The Tsinghua China Law Review offers the following explanation written by Prof. CHANG Wejen, for his own piece, Classical Chinese Jurisprudence and the Development of the Chinese Legal System (of our Spring 2010 issue):
In my article, I stated that both Laozi and Zhuangzi wanted sages exterminated and human intellect discarded. (pp. 243, 247).
It has since been pointed out to me that my use of the word “exterminate” is inappropriate, for Laozi and Zhuangzi, sages themselves, could never have advocated extermination of sages. For the phrases “jue sheng (绝圣)" in Laozi and Zhuangzi, renowned translators of Chinese classics used different English words, for instance, “Exterminate the sages” by D.C. Lau (Lao Tzu, Penguin Classics, 1963, p. 75), “Get rid of the wise men” by Ling Yutang and Blakney (The Sayings of Lao Tzu, reprinted by Confucius Publishing Co., Taipei, 1988, p. 38), and “renounce our sageness” by James Legge (Tao Te Ching and The Writings of Chuang-tzu reprinted by Ch’eng-Wen Publishing Co., Taipei, 1969, p.110). I agree with Lau because his translation is closest to the basic meaning of the Chinese.
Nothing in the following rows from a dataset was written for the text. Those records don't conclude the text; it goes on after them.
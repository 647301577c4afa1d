use std::time::Duration;

use statline_config::{Settings, WidgetItem};
use statline_core::{DisplayStyle, RenderContext};

use crate::{labeled, style::StyleTable, Widget, LABELED_OR_PLAIN};

const CLOCK_STYLES: StyleTable = StyleTable {
    styles: &[
        DisplayStyle::new("labeled", "Session: 2hr 15m"),
        DisplayStyle::new("plain", "2hr 15m"),
    ],
    default: "labeled",
    aliases: &[],
    legacy:  LABELED_OR_PLAIN,
};

/// `2hr 15m`, `2hr`, `15m`, or `<1m`.
pub fn format_elapsed(elapsed: Duration) -> String {
    let minutes = elapsed.as_secs() / 60;
    let (h, m) = (minutes / 60, minutes % 60);
    match (h, m) {
        (0, 0) => "<1m".to_string(),
        (0, m) => format!("{m}m"),
        (h, 0) => format!("{h}hr"),
        (h, m) => format!("{h}hr {m}m"),
    }
}

/// Wall-clock time since the session started.
#[derive(Debug, Default)]
pub struct SessionClockWidget;

impl SessionClockWidget {
    pub fn new() -> Self {
        Self
    }
}

impl Widget for SessionClockWidget {
    fn default_color(&self) -> &'static str {
        "yellow"
    }

    fn display_name(&self) -> &'static str {
        "Session Clock"
    }

    fn description(&self) -> &'static str {
        "Shows elapsed time since current session started"
    }

    fn style_table(&self) -> &'static StyleTable {
        &CLOCK_STYLES
    }

    fn supports_raw_value(&self) -> bool {
        true
    }

    fn render(
        &self,
        item: &WidgetItem,
        ctx: &RenderContext,
        _settings: &Settings,
    ) -> Option<String> {
        let elapsed = if ctx.is_preview {
            Duration::from_secs(2 * 3600 + 15 * 60)
        } else {
            match ctx.session_duration {
                Some(d) => d,
                None => Duration::from_millis(ctx.data.as_ref()?.cost.as_ref()?.total_duration_ms?),
            }
        };
        Some(labeled("Session", format_elapsed(elapsed), CLOCK_STYLES.resolve(item) == "plain"))
    }
}

const COST_STYLES: StyleTable = StyleTable {
    styles: &[
        DisplayStyle::new("labeled", "Cost: $2.45"),
        DisplayStyle::new("plain", "$2.45"),
    ],
    default: "labeled",
    aliases: &[],
    legacy:  LABELED_OR_PLAIN,
};

/// Total session cost in USD as reported by the host.
#[derive(Debug, Default)]
pub struct SessionCostWidget;

impl SessionCostWidget {
    pub fn new() -> Self {
        Self
    }
}

impl Widget for SessionCostWidget {
    fn default_color(&self) -> &'static str {
        "green"
    }

    fn display_name(&self) -> &'static str {
        "Session Cost"
    }

    fn description(&self) -> &'static str {
        "Shows the total session cost in USD"
    }

    fn style_table(&self) -> &'static StyleTable {
        &COST_STYLES
    }

    fn supports_raw_value(&self) -> bool {
        true
    }

    fn render(
        &self,
        item: &WidgetItem,
        ctx: &RenderContext,
        _settings: &Settings,
    ) -> Option<String> {
        let cost = if ctx.is_preview {
            2.45
        } else {
            ctx.data.as_ref()?.cost.as_ref()?.total_cost_usd?
        };
        Some(labeled("Cost", format!("${cost:.2}"), COST_STYLES.resolve(item) == "plain"))
    }
}
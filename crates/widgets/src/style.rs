//! Effective display-style resolution.
//!
//! Every widget owns one static [`StyleTable`].  Resolution order:
//! `displayStyle` (after renaming through `aliases`) when it names a listed
//! style, otherwise the first matching [`LegacyRule`] when no
//! `displayStyle` is set, otherwise `default`.  Rows are never edited once
//! released; saved configurations depend on them.

use statline_config::WidgetItem;
use statline_core::DisplayStyle;

/// One row of a legacy-field mapping.  Every present condition must hold.
#[derive(Debug, Clone, Copy)]
pub struct LegacyRule {
    /// Required value of `rawValue` (absent counts as `false`).
    pub raw_value: Option<bool>,
    /// `metadata` entries that must equal the given value.
    pub metadata:  &'static [(&'static str, &'static str)],
    /// Required value of the legacy `character` field.
    pub character: Option<&'static str>,
    pub style:     &'static str,
}

impl LegacyRule {
    pub const fn raw(raw_value: bool, style: &'static str) -> Self {
        Self { raw_value: Some(raw_value), metadata: &[], character: None, style }
    }

    pub const fn meta(
        metadata: &'static [(&'static str, &'static str)],
        raw_value: Option<bool>,
        style: &'static str,
    ) -> Self {
        Self { raw_value, metadata, character: None, style }
    }

    pub const fn character(character: &'static str, style: &'static str) -> Self {
        Self { raw_value: None, metadata: &[], character: Some(character), style }
    }

    fn matches(&self, item: &WidgetItem) -> bool {
        self.raw_value.map_or(true, |raw| item.is_raw() == raw)
            && self.metadata.iter().all(|(k, v)| item.meta(k) == Some(*v))
            && self.character.map_or(true, |c| item.character.as_deref() == Some(c))
    }
}

#[derive(Debug, Clone, Copy)]
pub struct StyleTable {
    pub styles:  &'static [DisplayStyle],
    pub default: &'static str,
    /// Renamed style ids, `(old, current)`.
    pub aliases: &'static [(&'static str, &'static str)],
    pub legacy:  &'static [LegacyRule],
}

impl StyleTable {
    /// Table for widgets without selectable styles.
    pub const NONE: StyleTable = StyleTable {
        styles:  &[],
        default: "",
        aliases: &[],
        legacy:  &[],
    };

    pub fn contains(&self, id: &str) -> bool {
        self.styles.iter().any(|s| s.id == id)
    }

    pub fn label(&self, id: &str) -> Option<&'static str> {
        self.styles.iter().find(|s| s.id == id).map(|s| s.label)
    }

    fn canonical<'a>(&self, id: &'a str) -> &'a str {
        self.aliases
            .iter()
            .find(|(old, _)| *old == id)
            .map_or(id, |&(_, current)| current)
    }

    pub fn resolve(&self, item: &WidgetItem) -> &'static str {
        if let Some(requested) = item.display_style.as_deref() {
            let id = self.canonical(requested);
            return self
                .styles
                .iter()
                .find(|s| s.id == id)
                .map_or(self.default, |s| s.id);
        }

        self.legacy
            .iter()
            .find(|rule| rule.matches(item))
            .map_or(self.default, |rule| rule.style)
    }
}

#[cfg(test)]
mod tests {
    use super::*;

    const TABLE: StyleTable = StyleTable {
        styles: &[
            DisplayStyle::new("a", "A"),
            DisplayStyle::new("b", "B"),
            DisplayStyle::new("c", "C"),
        ],
        default: "a",
        aliases: &[("old-b", "b")],
        legacy: &[
            LegacyRule::meta(&[("flag", "true")], Some(true), "c"),
            LegacyRule::raw(true, "b"),
        ],
    };

    fn item() -> WidgetItem {
        WidgetItem::new("1", "test")
    }

    #[test]
    fn explicit_style_wins() {
        let mut it = item();
        it.display_style = Some("c".into());
        it.raw_value = Some(true);
        assert_eq!(TABLE.resolve(&it), "c");
    }

    #[test]
    fn alias_is_renamed() {
        let mut it = item();
        it.display_style = Some("old-b".into());
        assert_eq!(TABLE.resolve(&it), "b");
    }

    #[test]
    fn unknown_style_is_default() {
        let mut it = item();
        it.display_style = Some("sparkly".into());
        it.raw_value = Some(true);
        assert_eq!(TABLE.resolve(&it), "a");
    }

    #[test]
    fn legacy_rows_in_order() {
        let mut it = item();
        it.raw_value = Some(true);
        assert_eq!(TABLE.resolve(&it), "b");

        it.metadata.insert("flag".into(), "true".into());
        assert_eq!(TABLE.resolve(&it), "c");

        it.raw_value = None;
        assert_eq!(TABLE.resolve(&it), "a");
    }
}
Of course Laozi and Zhuangzi did not advocate physically exterminating the sages, although a careful reading of their works reveals that in their thinking there were two kinds of sages – the true ones who genuinely wanted to save the world from chaos, and the false ones who actually helped create the chaos – and they wanted the false ones suppressed (their cacophony silenced). “To exterminate” was a figurative expression. It reminds me an interesting event.
In 1994 at a faculty luncheon at NYU Law School, after Professor Jerome Cohen finished a talk, Professor Frank Upham asked me to make a comment. I demurred. “Come on,” Upham insisted, “I know you have something to say.” Uncomfortable in such a situation, I whispered back: “But Jerry was my teacher.” Upham laughed, speaking out loud: “You are truly Chinese. We Americans kill our teachers.”
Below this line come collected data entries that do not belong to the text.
//! Type id → widget lookup.
//!
//! The table is read-only and built on first use.  Registration order is
//! the order shown to users picking a widget type.

use std::sync::LazyLock;

use statline_config::Settings;
use statline_core::WidgetCategory;

use crate::{
    block_timer::BlockTimerWidget,
    context_percentage::{ContextPercentageUsableWidget, ContextPercentageWidget},
    custom::{CustomCommandWidget, CustomTextWidget},
    cwd::CurrentWorkingDirWidget,
    git_branch::GitBranchWidget,
    git_changes::GitChangesWidget,
    git_user::GitUserWidget,
    git_worktree::GitWorktreeWidget,
    icon::IconWidget,
    model::{ModelWidget, OutputStyleWidget},
    separator::{FlexSeparatorWidget, SeparatorWidget},
    session::{SessionClockWidget, SessionCostWidget},
    terminal::{TerminalWidthWidget, VersionWidget},
    tokens::{ContextLengthWidget, TokenKind, TokensWidget},
    Widget,
};

fn entry(id: &'static str, widget: impl Widget + 'static) -> (&'static str, Box<dyn Widget>) {
    (id, Box::new(widget))
}

pub static REGISTRY: LazyLock<Vec<(&'static str, Box<dyn Widget>)>> = LazyLock::new(|| {
    vec![
        entry("model", ModelWidget::new()),
        entry("output-style", OutputStyleWidget::new()),
        entry("git-branch", GitBranchWidget::new()),
        entry("git-changes", GitChangesWidget::new()),
        entry("git-worktree", GitWorktreeWidget::new()),
        entry("git-user", GitUserWidget::new()),
        entry("current-working-dir", CurrentWorkingDirWidget::new()),
        entry("tokens-input", TokensWidget::new(TokenKind::Input)),
        entry("tokens-output", TokensWidget::new(TokenKind::Output)),
        entry("tokens-cached", TokensWidget::new(TokenKind::Cached)),
        entry("tokens-total", TokensWidget::new(TokenKind::Total)),
        entry("context-length", ContextLengthWidget::new()),
        entry("context-percentage", ContextPercentageWidget::new()),
        entry("context-percentage-usable", ContextPercentageUsableWidget::new()),
        entry("session-clock", SessionClockWidget::new()),
        entry("session-cost", SessionCostWidget::new()),
        entry("block-timer", BlockTimerWidget::new()),
        entry("terminal-width", TerminalWidthWidget::new()),
        entry("version", VersionWidget::new()),
        entry("custom-text", CustomTextWidget::new()),
        entry("custom-command", CustomCommandWidget::new()),
        entry("separator", SeparatorWidget::new()),
        entry("flex-separator", FlexSeparatorWidget::new()),
        entry("icon", IconWidget::new()),
    ]
});

/// The widget registered under `kind`, if any.
pub fn resolve(kind: &str) -> Option<&'static dyn Widget> {
    REGISTRY
        .iter()
        .find(|(id, _)| *id == kind)
        .map(|(_, widget)| widget.as_ref())
}

pub fn is_known(kind: &str) -> bool {
    resolve(kind).is_some()
}

/// Type ids offered for the given settings.
///
/// Powerline mode draws its own junctions, so separator and flex types are
/// left out; with a default separator configured the manual separator is
/// left out instead.
pub fn list_types(settings: &Settings) -> Vec<&'static str> {
    REGISTRY
        .iter()
        .filter(|(id, widget)| {
            if settings.powerline.enabled {
                !matches!(
                    widget.category(),
                    WidgetCategory::Separator | WidgetCategory::Dynamic
                )
            } else if settings.default_separator.is_some() {
                *id != "separator"
            } else {
                true
            }
        })
        .map(|(id, _)| *id)
        .collect()
}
Cohen taught me when I was a student at Harvard Law, and Upham was a classmate. Needless to say, Upham, a jovial and most kind-hearted fellow, did not mean what he declared. It must be in the same sense Laozi used the word jue, he did not mean literary to “kill” the sages.
The same must be true when Zhuangzi said “When the sages are not dead, robbers will not disappear.” He could not have meant that he wanted all the sages dead; he was also making a figurative expression.
Readers of Laozi and zhuangzi have to have some imagination and a sense of humor.